Everything from the first line of the material below through the line containing "user-facing error reporting" must be retyped exactly, and nothing past it.

--- START ---

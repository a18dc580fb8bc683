//! Error handling for fwbundle
//!
//! This module provides the strongly-typed error taxonomy of the firmware build and the
//! user-facing error reporting built on top of it. The design follows two rules:
//! 1. **Strongly-typed errors** so callers (and tests) can discriminate failure modes
//! 2. **User-friendly messages** with an actionable suggestion when printed by the CLI
//!
//! # Error Categories
//!
//! - **Usage and configuration**: [`FwError::UsageError`], [`FwError::ConfigError`]
//! - **Discovery**: [`FwError::ManifestReadError`], [`FwError::InvalidManifest`],
//!   [`FwError::DuplicateExtension`], [`FwError::CyclicDependencyTree`],
//!   [`FwError::PackageTreeError`]
//! - **Graph construction**: [`FwError::DuplicateTask`], [`FwError::UnknownDependency`],
//!   [`FwError::CircularDependency`], [`FwError::OverlappingOutput`]
//! - **Rendering**: [`FwError::TemplateNotFound`], [`FwError::TemplateBindingError`],
//!   [`FwError::TemplateSyntaxError`]
//! - **Execution**: [`FwError::ExternalProcessError`], [`FwError::TaskFailed`]
//!
//! Discovery and graph-construction errors are raised before any task produces output.
//! Execution errors are raised by the task that failed and wrapped by the scheduler into
//! [`FwError::TaskFailed`] so the failing task is always named.
//!
//! # Examples
//!
//! ```rust,no_run
//! use fwbundle_cli::core::{FwError, user_friendly_error};
//!
//! let error = FwError::UsageError {
//!     message: "no target given".to_string(),
//! };
//! let ctx = user_friendly_error(anyhow::Error::from(error));
//! ctx.display();
//! ```

use colored::Colorize;
use std::fmt;
use thiserror::Error;

/// The main error type for fwbundle operations.
///
/// Each variant names the component (or task) that raised it so the CLI can report
/// where the build stopped.
#[derive(Error, Debug)]
pub enum FwError {
    /// A required parameter is missing; raised before any task runs.
    #[error("Usage error: {message}")]
    UsageError {
        /// What is missing or inconsistent
        message: String,
    },

    /// Project configuration file is invalid
    #[error("Configuration error: {message}")]
    ConfigError {
        /// Description of the configuration error
        message: String,
    },

    /// A located manifest could not be read from disk
    ///
    /// Fatal to the whole discovery pass: continuing would build firmware that silently
    /// lacks a native extension.
    #[error("Failed to read manifest {path}: {reason}")]
    ManifestReadError {
        /// Path to the manifest that could not be read
        path: String,
        /// Underlying I/O reason
        reason: String,
    },

    /// A manifest was read but its content is malformed or lacks a required field
    #[error("Invalid manifest {path}: {reason}")]
    InvalidManifest {
        /// Path to the offending manifest
        path: String,
        /// Why the manifest was rejected
        reason: String,
    },

    /// Two discovered extensions declare the same name
    #[error("Duplicate native extension '{name}' (declared by {first} and {second})")]
    DuplicateExtension {
        /// Extension name declared twice
        name: String,
        /// Owner directory of the first declaration
        first: String,
        /// Owner directory of the rejected declaration
        second: String,
    },

    /// The package tree reported by the package manager references itself
    #[error("Cyclic package tree: {chain}")]
    CyclicDependencyTree {
        /// Chain of install paths forming the cycle
        chain: String,
    },

    /// The package tree could not be obtained or parsed
    #[error("Failed to read package tree: {reason}")]
    PackageTreeError {
        /// Reason the tree is unusable
        reason: String,
    },

    /// The pin artifact could not be read
    #[error("Failed to read pin table {path}: {reason}")]
    PinReadError {
        /// Path to the pin artifact
        path: String,
        /// Underlying I/O reason
        reason: String,
    },

    /// A task id was registered twice in one graph
    #[error("Task '{id}' is already registered")]
    DuplicateTask {
        /// The duplicated task id
        id: String,
    },

    /// A task depends on an id that is not part of the graph
    #[error("Task '{task}' depends on unknown task '{dependency}'")]
    UnknownDependency {
        /// Task declaring the dependency
        task: String,
        /// Missing dependency id
        dependency: String,
    },

    /// The task graph contains a cycle
    #[error("Circular dependency detected: {chain}")]
    CircularDependency {
        /// String representation of the circular chain
        chain: String,
    },

    /// Two tasks declare the same output path
    #[error("Tasks '{first}' and '{second}' both write {path}")]
    OverlappingOutput {
        /// Output path claimed twice
        path: String,
        /// First task claiming the path
        first: String,
        /// Second task claiming the path
        second: String,
    },

    /// A template identifier resolved to no template
    #[error("Template '{name}' not found")]
    TemplateNotFound {
        /// The template identifier
        name: String,
    },

    /// A template references a context field that the render context does not provide
    #[error("Template '{template}' references missing field '{field}'")]
    TemplateBindingError {
        /// Template being rendered
        template: String,
        /// The unresolved field
        field: String,
    },

    /// A template failed to parse or render for a reason other than a missing field
    #[error("Template '{template}' failed to render: {reason}")]
    TemplateSyntaxError {
        /// Template being rendered
        template: String,
        /// Tera's explanation
        reason: String,
    },

    /// An external tool could not be spawned or exited unsuccessfully
    #[error("{tool} failed: {status}")]
    ExternalProcessError {
        /// Logical tool or task name (e.g. "bundle", "compile")
        tool: String,
        /// Exit status description or spawn failure reason
        status: String,
        /// Captured standard error, if any
        stderr: String,
    },

    /// A task of the build graph failed; the overall build result
    #[error("Task '{task}' failed: {reason}")]
    TaskFailed {
        /// Id of the first task that failed
        task: String,
        /// Underlying error chain, flattened
        reason: String,
    },

    /// File system error
    #[error("File system error: {operation} ({path})")]
    FileSystemError {
        /// The file system operation that failed
        operation: String,
        /// Path where the error occurred
        path: String,
    },

    /// IO error
    #[error("IO error: {0}")]
    IoError(#[from] std::io::Error),

    /// JSON parsing error
    #[error("JSON error: {0}")]
    JsonError(#[from] serde_json::Error),

    /// TOML parsing error
    #[error("TOML parsing error: {0}")]
    TomlError(#[from] toml::de::Error),

    /// Other error
    #[error("{message}")]
    Other {
        /// Generic error message
        message: String,
    },
}

/// Error wrapper that carries a suggestion and details for CLI display.
#[derive(Debug)]
pub struct ErrorContext {
    /// The underlying error
    pub error: FwError,
    /// Optional suggestion for resolving the error
    pub suggestion: Option<String>,
    /// Optional additional details about the error
    pub details: Option<String>,
}

impl ErrorContext {
    /// Create a new error context with no suggestion or details.
    #[must_use]
    pub const fn new(error: FwError) -> Self {
        Self {
            error,
            suggestion: None,
            details: None,
        }
    }

    /// Add a suggestion for resolving the error.
    #[must_use]
    pub fn with_suggestion(mut self, suggestion: impl Into<String>) -> Self {
        self.suggestion = Some(suggestion.into());
        self
    }

    /// Add additional details explaining the error.
    #[must_use]
    pub fn with_details(mut self, details: impl Into<String>) -> Self {
        self.details = Some(details.into());
        self
    }

    /// Print the error to stderr with colors.
    pub fn display(&self) {
        eprintln!("{}: {}", "error".red().bold(), self.error);

        if let Some(details) = &self.details {
            eprintln!("{}: {}", "details".yellow(), details);
        }

        if let Some(suggestion) = &self.suggestion {
            eprintln!("{}: {}", "suggestion".green(), suggestion);
        }
    }
}

impl fmt::Display for ErrorContext {
    fn fmt(&self, f: &mut fmt::Formatter<'_>) -> fmt::Result {
        write!(f, "{}", self.error)?;

        if let Some(details) = &self.details {
            write!(f, "\nDetails: {details}")?;
        }

        if let Some(suggestion) = &self.suggestion {
            write!(f, "\nSuggestion: {suggestion}")?;
        }

        Ok(())
    }
}

impl std::error::Error for ErrorContext {}

/// Flatten an error chain into a single `a: b: c` line.
pub fn format_error_chain(error: &anyhow::Error) -> String {
    error.chain().map(ToString::to_string).collect::<Vec<_>>().join(": ")
}

/// Convert any error to a user-friendly [`ErrorContext`].
///
/// Recognized [`FwError`]s get a tailored suggestion. Anything else is reported with its
/// full `Caused by` chain.
pub fn user_friendly_error(error: anyhow::Error) -> ErrorContext {
    // Context layers added on top of a typed error are kept as details
    let outer: Vec<String> = error.chain().map(ToString::to_string).collect();

    match error.downcast::<FwError>() {
        Ok(fw_error) => {
            let typed_message = fw_error.to_string();
            let mut ctx = create_error_context(fw_error);
            let extra: Vec<&String> = outer.iter().filter(|m| **m != typed_message).collect();
            if ctx.details.is_none() && !extra.is_empty() {
                ctx.details =
                    Some(extra.iter().map(|s| s.as_str()).collect::<Vec<_>>().join("\n  "));
            }
            ctx
        }
        Err(error) => {
            if let Some(io_error) = error.downcast_ref::<std::io::Error>()
                && io_error.kind() == std::io::ErrorKind::PermissionDenied
            {
                return ErrorContext::new(FwError::FileSystemError {
                    operation: "file access".to_string(),
                    path: "unknown".to_string(),
                })
                .with_suggestion("Check ownership and permissions of the project and build directories");
            }

            let mut message = error.to_string();
            let chain: Vec<String> =
                error.chain().skip(1).map(std::string::ToString::to_string).collect();

            if !chain.is_empty() {
                message.push_str("\n\nCaused by:");
                for (i, cause) in chain.iter().enumerate() {
                    message.push_str(&format!("\n  {}: {}", i + 1, cause));
                }
            }

            ErrorContext::new(FwError::Other {
                message,
            })
        }
    }
}

fn create_error_context(error: FwError) -> ErrorContext {
    match &error {
        FwError::UsageError { .. } => ErrorContext::new(error)
            .with_suggestion("Pass --target <TARGET> (and --entry <ENTRY> when package.json has no \"main\"), or set them in fwbundle.toml"),

        FwError::ConfigError { .. } | FwError::TomlError(_) => ErrorContext::new(error)
            .with_suggestion("Check fwbundle.toml: keys are documented in the project README"),

        FwError::ManifestReadError { path, .. } => {
            let suggestion = format!("Check that {path} is readable; reinstall the package if it is broken");
            ErrorContext::new(error)
                .with_suggestion(suggestion)
                .with_details("A native extension that cannot be read would be missing from the firmware, so the build stops")
        }

        FwError::InvalidManifest { path, .. } => {
            let suggestion = format!(
                "Fix {path}: it must be JSON with a non-empty \"name\" string and a non-empty \"source\" array"
            );
            ErrorContext::new(error).with_suggestion(suggestion)
        }

        FwError::DuplicateExtension { name, .. } => {
            let suggestion = format!(
                "Only one installed package may provide native extension '{name}'. Deduplicate your dependencies"
            );
            ErrorContext::new(error).with_suggestion(suggestion)
        }

        FwError::CyclicDependencyTree { .. } | FwError::PackageTreeError { .. } => ErrorContext::new(error)
            .with_suggestion("Reinstall dependencies with your package manager, or use discovery = \"filesystem\""),

        FwError::UnknownDependency { .. }
        | FwError::DuplicateTask { .. }
        | FwError::CircularDependency { .. }
        | FwError::OverlappingOutput { .. } => ErrorContext::new(error)
            .with_details("The build graph is validated before any task runs; no outputs were written"),

        FwError::TemplateNotFound { name } => {
            let suggestion = format!("Add '{name}' to the configured template_dir or remove the override");
            ErrorContext::new(error).with_suggestion(suggestion)
        }

        FwError::TemplateBindingError { field, .. } => {
            let suggestion = format!(
                "The render context provides `libraries` and optionally `pins`; use `{{% if {field} is defined %}}` for optional data"
            );
            ErrorContext::new(error).with_suggestion(suggestion)
        }

        FwError::ExternalProcessError { tool, stderr, .. } => {
            let suggestion = format!("Check the [tools.{tool}] command in fwbundle.toml and that the program is on PATH");
            let details = if stderr.trim().is_empty() { None } else { Some(stderr.trim().to_string()) };
            let ctx = ErrorContext::new(error).with_suggestion(suggestion);
            match details {
                Some(d) => ctx.with_details(d),
                None => ctx,
            }
        }

        FwError::TaskFailed { .. } => ErrorContext::new(error)
            .with_details("Outputs of tasks that completed were left in the build directory and are reused by the next run"),

        _ => ErrorContext::new(error),
    }
}
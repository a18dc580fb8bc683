//! Core types shared by every part of fwbundle.
//!
//! The only thing living here today is the error system:
//! - [`FwError`] - enumerated failure modes of discovery, graph construction, rendering
//!   and execution
//! - [`ErrorContext`] - user-facing wrapper with a suggestion and details
//! - [`user_friendly_error`] - converts any `anyhow::Error` into an [`ErrorContext`]

pub mod error;

pub use error::{ErrorContext, FwError, format_error_chain, user_friendly_error};
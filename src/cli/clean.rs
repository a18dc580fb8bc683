//! `fwbundle clean`

use anyhow::Result;
use clap::Args;
use std::path::PathBuf;

use super::CliConfig;
use crate::config::ProjectConfig;
use crate::constants::DEFAULT_BUILD_DIR;
use crate::pipeline::{CleanScope, clean};

/// Remove build outputs.
#[derive(Args, Debug, Default)]
pub struct CleanCommand {
    /// Remove the whole build directory
    #[arg(long)]
    deep: bool,

    /// Build output directory [default: build]
    #[arg(long)]
    build_dir: Option<PathBuf>,
}

impl CleanCommand {
    pub fn execute(self, cli: &CliConfig) -> Result<()> {
        let build_dir = match self.build_dir {
            Some(dir) => cli.project_dir.join(dir),
            None => {
                let file = ProjectConfig::load(&cli.project_dir)?;
                cli.project_dir.join(file.build_dir.as_deref().unwrap_or(DEFAULT_BUILD_DIR))
            }
        };

        let scope = if self.deep { CleanScope::Deep } else { CleanScope::Outputs };
        let removed = clean(&build_dir, scope)?;
        if removed.is_empty() {
            println!("Nothing to clean");
        } else {
            for dir in removed {
                println!("Removed {}", dir.display());
            }
        }
        Ok(())
    }
}
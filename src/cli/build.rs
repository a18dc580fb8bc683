//! `fwbundle build`

use anyhow::Result;
use clap::Args;
use colored::Colorize;
use std::path::PathBuf;
use std::sync::Arc;

use super::CliConfig;
use crate::config::{BuildConfig, ConfigOverrides, DiscoveryMode};
use crate::pipeline;

/// Build the firmware image.
///
/// Values given here override those in `fwbundle.toml`.
#[derive(Args, Debug, Default)]
pub struct BuildCommand {
    /// Hardware target board (e.g. K64F)
    #[arg(short, long)]
    target: Option<String>,

    /// Native toolchain [default: GCC_ARM]
    #[arg(long)]
    toolchain: Option<String>,

    /// Entry script (defaults to `main` in package.json)
    #[arg(short, long)]
    entry: Option<PathBuf>,

    /// Build output directory [default: build]
    #[arg(long)]
    build_dir: Option<PathBuf>,

    /// How to discover native extensions
    #[arg(long, value_enum)]
    discovery: Option<DiscoveryMode>,

    /// Maximum number of build steps run at once
    #[arg(short = 'j', long)]
    max_parallel: Option<usize>,

    /// Directory with template overrides
    #[arg(long)]
    template_dir: Option<PathBuf>,

    /// Skip pin table generation
    #[arg(long)]
    no_pins: bool,

    /// Print the build steps in order without running them
    #[arg(long)]
    dry_run: bool,
}

impl BuildCommand {
    fn overrides(&self) -> ConfigOverrides {
        ConfigOverrides {
            target: self.target.clone(),
            toolchain: self.toolchain.clone(),
            entry: self.entry.clone(),
            build_dir: self.build_dir.clone(),
            discovery: self.discovery,
            max_parallel: self.max_parallel,
            template_dir: self.template_dir.clone(),
            no_pins: self.no_pins,
        }
    }

    pub async fn execute(self, cli: &CliConfig) -> Result<()> {
        let config = BuildConfig::load(&cli.project_dir, &self.overrides())?;

        if self.dry_run {
            for (step, id) in pipeline::plan(Arc::new(config))?.iter().enumerate() {
                println!("{:>2}. {}", step + 1, id);
            }
            return Ok(());
        }

        let bundle = config.bundle_path();
        let target = config.target.clone();
        let report = pipeline::build(config, cli.show_progress()).await?;

        println!(
            "{} Built {} for {} ({} steps in {:.1}s)",
            "✓".green(),
            bundle.display(),
            target.cyan(),
            report.outcomes.len(),
            report.elapsed.as_secs_f64()
        );
        Ok(())
    }
}
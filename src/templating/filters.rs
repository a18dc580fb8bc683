//! Tera filters for emitting C/C++ source.
//!
//! - `c_ident`: turns any string into a valid C identifier
//! - `c_string`: escapes a string for use inside a C string literal

use std::collections::HashMap;
use tera::{Result as TeraResult, Value};

/// Sanitizes `name` into a C identifier.
///
/// Every character outside `[A-Za-z0-9_]` becomes `_`, and a leading digit is prefixed
/// with `_`. An empty name becomes `_`.
pub fn c_ident(name: &str) -> String {
    let mut ident: String =
        name.chars().map(|c| if c.is_ascii_alphanumeric() || c == '_' { c } else { '_' }).collect();
    if ident.is_empty() || ident.starts_with(|c: char| c.is_ascii_digit()) {
        ident.insert(0, '_');
    }
    ident
}

/// Escapes backslashes, double quotes and newlines for a C string literal.
pub fn c_string(value: &str) -> String {
    let mut escaped = String::with_capacity(value.len());
    for c in value.chars() {
        match c {
            '\\' => escaped.push_str("\\\\"),
            '"' => escaped.push_str("\\\""),
            '\n' => escaped.push_str("\\n"),
            '\r' => escaped.push_str("\\r"),
            other => escaped.push(other),
        }
    }
    escaped
}

fn string_arg<'a>(filter: &str, value: &'a Value) -> TeraResult<&'a str> {
    value.as_str().ok_or_else(|| tera::Error::msg(format!("{filter} filter expects a string, got {value}")))
}

/// `{{ lib.name | c_ident }}`
pub fn c_ident_filter(value: &Value, _args: &HashMap<String, Value>) -> TeraResult<Value> {
    Ok(Value::String(c_ident(string_arg("c_ident", value)?)))
}

/// `"{{ lib.name | c_string }}"`
pub fn c_string_filter(value: &Value, _args: &HashMap<String, Value>) -> TeraResult<Value> {
    Ok(Value::String(c_string(string_arg("c_string", value)?)))
}
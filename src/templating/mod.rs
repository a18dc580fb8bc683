//! Code generation from templates.
//!
//! Four templates are built in. Two generate native sources:
//!
//! - `native_libraries.h`: declares one setup function per native library, a table of
//!   library names and, when pin data is available, one `#define` per pin
//! - `main.cpp`: the firmware entry point, registering every native library before
//!   starting the script runtime
//!
//! The other two, `Makefile` and `.mbedignore`, are written to the build directory and
//! rendered with [`BuildFilesContext`].
//!
//! The source templates are rendered with [`RenderContext`]:
//!
//! - `libraries`: the discovered extensions, each with `name`, `source_dirs`, `owner` and
//!   the full manifest as `config`
//! - `pins`: `[{ name, value }]`, present only when the pin table was generated
//!
//! A `template_dir` may override any of them or add new ones. Two filters are
//! registered for emitting C: `c_ident` and `c_string`.
//!
//! Rendering is deterministic, and generated files are only rewritten when their content
//! changes.

pub mod filters;
mod renderer;

pub use renderer::{
    BuildFilesContext, IGNORE_FILE_TEMPLATE, MAIN_SOURCE_TEMPLATE, MAKEFILE_TEMPLATE,
    NATIVE_LIBRARIES_TEMPLATE, RenderContext, TemplateRenderer, format_tera_error,
};
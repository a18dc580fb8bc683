//! Command-line interface for fwbundle.
//!
//! # Commands
//!
//! - `build` - Bundle the application, generate native sources and compile the firmware
//! - `list` - Discover native extensions and print them
//! - `clean` - Remove build outputs (`--deep` removes the whole build directory)
//!
//! # Global Options
//!
//! - `--verbose` - Enable debug output
//! - `--quiet` - Suppress all output except errors
//! - `--no-progress` - Disable the progress spinner
//! - `--project-dir` - Run as if started in this directory
//!
//! # Examples
//!
//! ```bash
//! fwbundle build --target K64F
//! fwbundle --verbose build --target NRF52_DK --toolchain GCC_ARM -j 2
//! fwbundle list --format json
//! fwbundle clean --deep
//! ```

mod build;
mod clean;
mod list;

pub use build::BuildCommand;
pub use clean::CleanCommand;
pub use list::{ListCommand, OutputFormat};

use anyhow::Result;
use clap::{Parser, Subcommand};
use std::path::PathBuf;
use tracing_subscriber::EnvFilter;

use crate::constants::NO_PROGRESS_ENV;

/// Runtime settings derived from the global flags.
#[derive(Debug, Clone, Default)]
pub struct CliConfig {
    /// Log filter directive; `None` defers to `RUST_LOG`, then `info`.
    pub log_level: Option<String>,
    /// Disable progress spinners.
    pub no_progress: bool,
    /// Project directory all relative paths are resolved against.
    pub project_dir: PathBuf,
}

impl CliConfig {
    /// Whether spinners should be drawn.
    pub fn show_progress(&self) -> bool {
        !self.no_progress && std::env::var_os(NO_PROGRESS_ENV).is_none()
    }

    /// Installs the global tracing subscriber. Later calls are no-ops.
    pub fn init_logging(&self) {
        let filter = match &self.log_level {
            Some(level) => EnvFilter::new(level),
            None => EnvFilter::try_from_default_env().unwrap_or_else(|_| EnvFilter::new("info")),
        };

        let _ = tracing_subscriber::fmt()
            .with_env_filter(filter)
            .with_writer(std::io::stderr)
            .with_target(false)
            .try_init();
    }
}

/// Firmware build orchestrator for script-driven embedded applications.
#[derive(Parser)]
#[command(
    name = "fwbundle",
    about = "Bundle a script application with its native extensions into firmware",
    version,
    long_about = "fwbundle discovers native extension packages, bundles the application script, \
                  generates the native glue sources and drives the native toolchain."
)]
pub struct Cli {
    #[command(subcommand)]
    command: Commands,

    /// Enable verbose output for debugging.
    #[arg(short, long, global = true, conflicts_with = "quiet")]
    verbose: bool,

    /// Suppress all output except errors.
    #[arg(short, long, global = true)]
    quiet: bool,

    /// Disable the progress spinner.
    #[arg(long, global = true)]
    no_progress: bool,

    /// Project directory (defaults to the current directory).
    #[arg(short = 'C', long, global = true, value_name = "DIR")]
    project_dir: Option<PathBuf>,
}

#[derive(Subcommand)]
enum Commands {
    /// Build the firmware image
    Build(BuildCommand),
    /// List discovered native extensions
    List(ListCommand),
    /// Remove build outputs
    Clean(CleanCommand),
}

impl Cli {
    /// Resolves the global flags into a [`CliConfig`].
    #[must_use]
    pub fn build_config(&self) -> CliConfig {
        let log_level = if self.verbose {
            Some("debug".to_string())
        } else if self.quiet {
            Some("error".to_string())
        } else {
            None
        };

        CliConfig {
            log_level,
            no_progress: self.no_progress,
            project_dir: self.project_dir.clone().unwrap_or_else(|| PathBuf::from(".")),
        }
    }

    /// Initializes logging and runs the selected command.
    pub async fn execute(self) -> Result<()> {
        let config = self.build_config();
        config.init_logging();
        self.execute_with_config(config).await
    }

    /// Runs the selected command with explicit settings.
    pub async fn execute_with_config(self, config: CliConfig) -> Result<()> {
        match self.command {
            Commands::Build(cmd) => cmd.execute(&config).await,
            Commands::List(cmd) => cmd.execute(&config).await,
            Commands::Clean(cmd) => cmd.execute(&config),
        }
    }
}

--- END ---

— RESULT —
repository a18dc580fb8bc683
//! Error handling for fwbundle
//!
//! This module provides the strongly-typed error taxonomy of the firmware build and the
//! user-facing error reporting built on top of it. The design follows two rules:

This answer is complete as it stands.